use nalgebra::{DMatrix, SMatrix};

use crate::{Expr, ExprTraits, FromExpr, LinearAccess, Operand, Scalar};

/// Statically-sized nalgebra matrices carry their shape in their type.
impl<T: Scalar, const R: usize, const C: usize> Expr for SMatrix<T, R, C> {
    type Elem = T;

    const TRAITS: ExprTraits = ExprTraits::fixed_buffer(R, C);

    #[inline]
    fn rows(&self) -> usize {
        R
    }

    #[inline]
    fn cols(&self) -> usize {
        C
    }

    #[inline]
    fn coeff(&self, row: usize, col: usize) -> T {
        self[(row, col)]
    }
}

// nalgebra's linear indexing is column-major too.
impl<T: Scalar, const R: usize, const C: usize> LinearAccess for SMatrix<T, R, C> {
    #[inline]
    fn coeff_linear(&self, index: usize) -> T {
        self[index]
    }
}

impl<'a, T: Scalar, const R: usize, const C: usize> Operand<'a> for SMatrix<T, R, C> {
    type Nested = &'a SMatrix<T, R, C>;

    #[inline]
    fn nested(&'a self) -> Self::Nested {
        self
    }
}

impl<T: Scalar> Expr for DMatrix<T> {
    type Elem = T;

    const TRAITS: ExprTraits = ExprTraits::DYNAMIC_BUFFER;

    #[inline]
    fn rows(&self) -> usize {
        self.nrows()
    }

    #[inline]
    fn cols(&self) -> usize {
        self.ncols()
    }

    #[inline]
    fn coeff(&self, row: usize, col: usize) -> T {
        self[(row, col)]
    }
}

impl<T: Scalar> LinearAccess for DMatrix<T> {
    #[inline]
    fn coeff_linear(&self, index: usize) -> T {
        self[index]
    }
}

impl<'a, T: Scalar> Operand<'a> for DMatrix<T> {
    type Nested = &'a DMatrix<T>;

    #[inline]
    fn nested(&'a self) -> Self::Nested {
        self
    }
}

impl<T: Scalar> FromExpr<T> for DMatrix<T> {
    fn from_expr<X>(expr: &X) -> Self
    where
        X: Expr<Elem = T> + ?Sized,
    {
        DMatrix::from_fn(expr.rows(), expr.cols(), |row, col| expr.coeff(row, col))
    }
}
################
#### TASK DETAILS:
Copy every line of the material, please, keeping it exactly the same.

#### EXERCISE RESULT:
use nalgebra::{DMatrix, SMatrix};

use crate::{Expr, ExprTraits, FromExpr, LinearAccess, Operand, Scalar};

/// Statically-sized nalgebra matrices carry their shape in their type.
impl<T: Scalar, const R: usize, const C: usize> Expr for SMatrix<T, R, C> {
    type Elem = T;

    const TRAITS: ExprTraits = ExprTraits::fixed_buffer(R, C);

    #[inline]
    fn rows(&self) -> usize {
        R
    }

    #[inline]
    fn cols(&self) -> usize {
        C
    }

    #[inline]
    fn coeff(&self, row: usize, col: usize) -> T {
        self[(row, col)]
    }
}

// nalgebra's linear indexing is column-major too.
impl<T: Scalar, const R: usize, const C: usize> LinearAccess for SMatrix<T, R, C> {
    #[inline]
    fn coeff_linear(&self, index: usize) -> T {
        self[index]
    }
}

impl<'a, T: Scalar, const R: usize, const C: usize> Operand<'a> for SMatrix<T, R, C> {
    type Nested = &'a SMatrix<T, R, C>;

    #[inline]
    fn nested(&'a self) -> Self::Nested {
        self
    }
}

impl<T: Scalar> Expr for DMatrix<T> {
    type Elem = T;

    const TRAITS: ExprTraits = ExprTraits::DYNAMIC_BUFFER;

    #[inline]
    fn rows(&self) -> usize {
        self.nrows()
    }

    #[inline]
    fn cols(&self) -> usize {
        self.ncols()
    }

    #[inline]
    fn coeff(&self, row: usize, col: usize) -> T {
        self[(row, col)]
    }
}

impl<T: Scalar> LinearAccess for DMatrix<T> {
    #[inline]
    fn coeff_linear(&self, index: usize) -> T {
        self[index]
    }
}

impl<'a, T: Scalar> Operand<'a> for DMatrix<T> {
    type Nested = &'a DMatrix<T>;

    #[inline]
    fn nested(&'a self) -> Self::Nested {
        self
    }
}

impl<T: Scalar> FromExpr<T> for DMatrix<T> {
    fn from_expr<X>(expr: &X) -> Self
    where
        X: Expr<Elem = T> + ?Sized,
    {
        DMatrix::from_fn(expr.rows(), expr.cols(), |row, col| expr.coeff(row, col))
    }
}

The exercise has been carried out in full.